Proximal Metatarsal Chevron Osteotomy for Moderate to Severe Hallux Valgus: A Mean Eight Year Follow up.
- Author:
Kyung Tai LEE
1
;
Jae Hyuck CHOI
;
Ki Won YOUNG
;
Young Koo LEE
;
Jin Su KIM
;
Jung Min PARK
Author Information
1. Department of Orthopedic Surgery, Eulji Hospital, Eulji University, College of medicine, Seoul, Korea. boram20@hitel.net
- Publication Type:Original Article
- Keywords:
Hallux valgus;
Proximal metatarsal chevron osteotomy
- MeSH:
Ankle;
Arthritis;
Follow-Up Studies*;
Foot;
Hallux Valgus*;
Hallux Varus;
Hallux*;
Metatarsal Bones*;
Metatarsophalangeal Joint;
Orthopedics;
Osteotomy*;
Recurrence
- From:Journal of Korean Foot and Ankle Society
2007;11(2):154-159
- CountryRepublic of Korea
- Language:Korean
-
Abstract:
PURPOSE: The purpose of the present study is to evaluate the proximal metatarsal chevron osteotomy outcomes for moderate to severe hallux valgus more than seven year follow up.

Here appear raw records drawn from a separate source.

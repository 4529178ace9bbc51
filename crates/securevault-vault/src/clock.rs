//! Wall-clock abstraction.
//!
//! Timestamps are epoch milliseconds. Scoring and item stamping read time
//! through [`Clock`] so tests can pin "now".

use std::sync::atomic::{AtomicI64, Ordering};

use chrono::Utc;

/// Milliseconds in one day.
pub const DAY_MS: i64 = 24 * 60 * 60 * 1000;

/// Source of the current time in epoch milliseconds.
pub trait Clock: Send + Sync {
    fn now_ms(&self) -> i64;
}

/// The system clock.
#[derive(Debug, Clone, Copy, Default)]
pub struct SystemClock;

impl Clock for SystemClock {
    fn now_ms(&self) -> i64 {
        Utc::now().timestamp_millis()
    }
}

/// A clock that returns a settable fixed instant.
#[derive(Debug, Default)]
pub struct FixedClock {
    now: AtomicI64,
}

impl FixedClock {
    pub fn new(now_ms: i64) -> Self {
        Self {
            now: AtomicI64::new(now_ms),
        }
    }

    pub fn set(&self, now_ms: i64) {
        self.now.store(now_ms, Ordering::SeqCst);
    }

    pub fn advance(&self, delta_ms: i64) {
        self.now.fetch_add(delta_ms, Ordering::SeqCst);
    }
}

impl Clock for FixedClock {
    fn now_ms(&self) -> i64 {
        self.now.load(Ordering::SeqCst)
    }
}
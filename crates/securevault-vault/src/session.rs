//! Session and authentication stub.
//!
//! ```text
//! Unauthenticated --authenticate ok--> Authenticated --logout--> Unauthenticated
//! ```
//!
//! Authentication is simulated: after an artificial delay standing in for a
//! backend round trip, `pin` succeeds only with [`DEMO_PIN`] and `face`
//! always succeeds. Nothing here is real security.

use std::fmt;
use std::time::Duration;

use serde::{Deserialize, Serialize};

use crate::error::{Result, VaultError};
use crate::present::NavIntent;

/// The only PIN the stub accepts.
pub const DEMO_PIN: &str = "1234";

/// Default artificial authentication delay.
pub const DEFAULT_AUTH_DELAY: Duration = Duration::from_millis(1000);

/// The signed-in identity.
#[derive(Debug, Clone, PartialEq, Eq, Serialize, Deserialize)]
pub struct User {
    pub id: u64,
    pub name: String,
}

impl User {
    /// The fixed identity assigned on every successful sign-in.
    pub fn demo() -> Self {
        Self {
            id: 1,
            name: "User".to_string(),
        }
    }
}

/// Supported sign-in methods.
#[derive(Debug, Clone, Copy, PartialEq, Eq)]
pub enum AuthMethod {
    Pin,
    Face,
}

impl AuthMethod {
    pub fn as_str(&self) -> &'static str {
        match self {
            Self::Pin => "pin",
            Self::Face => "face",
        }
    }

    pub fn parse(s: &str) -> Option<Self> {
        match s {
            "pin" => Some(Self::Pin),
            "face" => Some(Self::Face),
            _ => None,
        }
    }
}

impl fmt::Display for AuthMethod {
    fn fmt(&self, f: &mut fmt::Formatter<'_>) -> fmt::Result {
        f.write_str(self.as_str())
    }
}

/// Credentials offered with a sign-in attempt.
#[derive(Debug, Clone, Default)]
pub struct Credentials {
    pub pin: Option<String>,
}

impl Credentials {
    pub fn pin(pin: impl Into<String>) -> Self {
        Self {
            pin: Some(pin.into()),
        }
    }
}

/// Authentication state for one user session.
#[derive(Debug, Clone)]
pub struct Session {
    authenticated: bool,
    current_user: Option<User>,
    two_factor_enabled: bool,
    auth_delay: Duration,
}

impl Default for Session {
    fn default() -> Self {
        Self::new()
    }
}

impl Session {
    /// A fresh, unauthenticated session with the default delay.
    pub fn new() -> Self {
        Self {
            authenticated: false,
            current_user: None,
            two_factor_enabled: false,
            auth_delay: DEFAULT_AUTH_DELAY,
        }
    }

    pub fn with_auth_delay(mut self, delay: Duration) -> Self {
        self.auth_delay = delay;
        self
    }

    pub fn with_two_factor(mut self, enabled: bool) -> Self {
        self.two_factor_enabled = enabled;
        self
    }

    pub fn is_authenticated(&self) -> bool {
        self.authenticated
    }

    pub fn current_user(&self) -> Option<&User> {
        self.current_user.as_ref()
    }

    pub fn two_factor_enabled(&self) -> bool {
        self.two_factor_enabled
    }

    pub fn set_two_factor(&mut self, enabled: bool) {
        self.two_factor_enabled = enabled;
    }

    /// Attempt to sign in with `method`.
    ///
    /// Waits for the configured delay, then checks the credentials. On
    /// success the session becomes authenticated with the demo identity.
    ///
    /// # Errors
    ///
    /// Returns [`VaultError::AuthFailure`] for a wrong or missing PIN and for
    /// any method other than `pin` or `face`. The session is left unchanged.
    #[tracing::instrument(skip(self, credentials))]
    pub async fn authenticate(&mut self, method: &str, credentials: &Credentials) -> Result<User> {
        if !self.auth_delay.is_zero() {
            tokio::time::sleep(self.auth_delay).await;
        }

        let accepted = match AuthMethod::parse(method) {
            Some(AuthMethod::Pin) => credentials.pin.as_deref() == Some(DEMO_PIN),
            Some(AuthMethod::Face) => true,
            None => {
                tracing::warn!(method, "unsupported authentication method");
                return Err(VaultError::auth(format!(
                    "unsupported authentication method `{method}`"
                )));
            }
        };

        if !accepted {
            tracing::warn!(method, "authentication rejected");
            return Err(VaultError::auth("Invalid credentials"));
        }

        let user = User::demo();
        self.authenticated = true;
        self.current_user = Some(user.clone());
        tracing::info!(method, user_id = user.id, "authenticated");
        Ok(user)
    }

    /// Sign out and return the navigation target.
    pub fn logout(&mut self) -> NavIntent {
        self.authenticated = false;
        self.current_user = None;
        tracing::info!("logged out");
        NavIntent::AuthEntry
    }
}
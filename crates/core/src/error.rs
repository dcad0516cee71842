//! Error type shared by the display crates.

use thiserror::Error;

/// Errors surfaced by the display core.
///
/// Record-level validation failures never escape as errors; they drop the
/// offending record (see [`crate::validation`]). `Validation` is only returned
/// when a whole response is unusable.
#[derive(Debug, Clone, PartialEq, Eq, Error)]
pub enum DisplayError {
    /// Fetch failed, the service answered with a non-success status, or the
    /// body could not be decoded.
    #[error("network error: {0}")]
    Network(String),
    /// The response decoded but carries nothing usable.
    #[error("validation error: {0}")]
    Validation(String),
}

impl DisplayError {
    /// Wraps any displayable transport error.
    pub fn network<E: std::fmt::Display>(e: E) -> Self {
        Self::Network(e.to_string())
    }

    /// Wraps a whole-response validation failure.
    pub fn validation<E: std::fmt::Display>(e: E) -> Self {
        Self::Validation(e.to_string())
    }
}
use chrono::{Local, NaiveDateTime};
use ulid::Ulid;

/// Returns the current wall-clock time in the display's local timezone.
pub fn now_local() -> NaiveDateTime {
    Local::now().naive_local()
}

/// Generates a new session id, one per mount of a display.
pub fn new_session_id() -> Ulid {
    Ulid::new()
}
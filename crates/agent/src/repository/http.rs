use chrono::NaiveDate;
use masjid_display_core::api::{ContentListResponse, HeartbeatReport, PrayerTimesResponse};
use masjid_display_core::model::{Playlist, PrayerSchedule};
use masjid_display_core::validation::{validate_content_batch, validate_prayer_response, Decision};
use masjid_display_core::DisplayError;
use reqwest::{Client, Url};
use tracing::{debug, warn};

use super::{ContentRepository, StatusReporter};

/// Repository backed by the display content API and the prayer-time API.
///
/// URLs are passed in fully resolved; nothing is read from the environment.
#[derive(Debug, Clone)]
pub struct HttpContentRepository {
    client: Client,
    content_url: String,
    prayer_url: String,
    heartbeat_url: Option<String>,
}

impl HttpContentRepository {
    pub fn new(content_url: impl Into<String>, prayer_url: impl Into<String>) -> Self {
        Self::with_client(Client::new(), content_url, prayer_url)
    }

    pub fn with_client(
        client: Client,
        content_url: impl Into<String>,
        prayer_url: impl Into<String>,
    ) -> Self {
        Self {
            client,
            content_url: content_url.into(),
            prayer_url: prayer_url.into(),
            heartbeat_url: None,
        }
    }

    /// Where heartbeats are POSTed. Without one, heartbeats are skipped.
    pub fn with_heartbeat_url(mut self, url: impl Into<String>) -> Self {
        self.heartbeat_url = Some(url.into());
        self
    }

    pub fn content_url(&self) -> &str {
        &self.content_url
    }

    pub fn prayer_url(&self) -> &str {
        &self.prayer_url
    }

    pub fn heartbeat_url(&self) -> Option<&str> {
        self.heartbeat_url.as_deref()
    }
}

impl ContentRepository for HttpContentRepository {
    async fn fetch_active_content(&self, today: NaiveDate) -> Result<Playlist, DisplayError> {
        let body = self
            .client
            .get(&self.content_url)
            .send()
            .await
            .map_err(DisplayError::network)?
            .error_for_status()
            .map_err(DisplayError::network)?
            .json::<ContentListResponse>()
            .await
            .map_err(DisplayError::network)?;

        let records = body.into_records();
        let batch = validate_content_batch(&records);
        for (index, outcome) in &batch.outcomes {
            match outcome.decision {
                Decision::Reject => {
                    warn!(index, violations = ?outcome.violations, "dropping content record")
                }
                Decision::Warn => {
                    debug!(index, warnings = ?outcome.warnings, "content record has warnings")
                }
                Decision::Accept => {}
            }
        }

        let playlist = Playlist::scheduled_on(batch.items, today);
        debug!(records = records.len(), active = playlist.len(), %today, "content fetched");
        Ok(playlist)
    }

    async fn fetch_prayer_schedule(&self, zone_id: &str) -> Result<PrayerSchedule, DisplayError> {
        let url = Url::parse_with_params(&self.prayer_url, &[("zone", zone_id)])
            .map_err(|e| DisplayError::network(format!("prayer url {}: {e}", self.prayer_url)))?;

        let body = self
            .client
            .get(url)
            .send()
            .await
            .map_err(DisplayError::network)?
            .error_for_status()
            .map_err(DisplayError::network)?
            .json::<PrayerTimesResponse>()
            .await
            .map_err(DisplayError::network)?;

        let (schedule, outcome) = validate_prayer_response(&body)?;
        if !outcome.is_clean() {
            let warnings = &outcome.warnings;
            warn!(zone = zone_id, ?warnings, "prayer schedule had unusable entries");
        }
        if schedule.zone_id != zone_id {
            warn!(
                requested = zone_id,
                returned = %schedule.zone_id,
                "prayer service answered for another zone"
            );
        }
        Ok(schedule)
    }
}

impl StatusReporter for HttpContentRepository {
    async fn report_status(&self, report: HeartbeatReport) -> Result<(), DisplayError> {
        let Some(url) = &self.heartbeat_url else {
            debug!("no heartbeat url; skipping heartbeat");
            return Ok(());
        };
        self.client
            .post(url)
            .json(&report)
            .send()
            .await
            .map_err(DisplayError::network)?
            .error_for_status()
            .map_err(DisplayError::network)?;
        Ok(())
    }
}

MATERIALS AND METHODS: Between 1996 and 1998, hallux valgus 61 cases were evaluated. The follow up period was more than seven years. The clinical review analyzed by the hallux metatarsophalangeal-interphalangeal scale of the American Orthopedic Foot and Ankle Society, radiologic review by the hallux valgus angle, first and second intermetatarsal angle. Complication also evaluated. RESULTS: Clinically, preoperative AOFAS score was average 43 points (range; 16~60 points) which significantly improved to 88 points (range; 61~100 points) at last follow up periods. Radiologically, the mean preoperative, postoperative, last follow up hallux valgus angle was 34 degrees, 5.2 degrees, 10.9 degrees. The mean preoperative, postoperative, last follow up intermetatarsal angle was 15.3 degrees, 3.3 degrees, 5.3 degrees. Postoperative angle change were no statistical significance (p>0.05). Complication were hallux varus 6 cases, metatarsophalangeal joint arthritis 2 cases, recurrence 1 case. CONCLUSION: Proximal metatarsal chevron osteotomy shows satisfactory outcome for moderate to severe hallux valgus more than seven year follow up.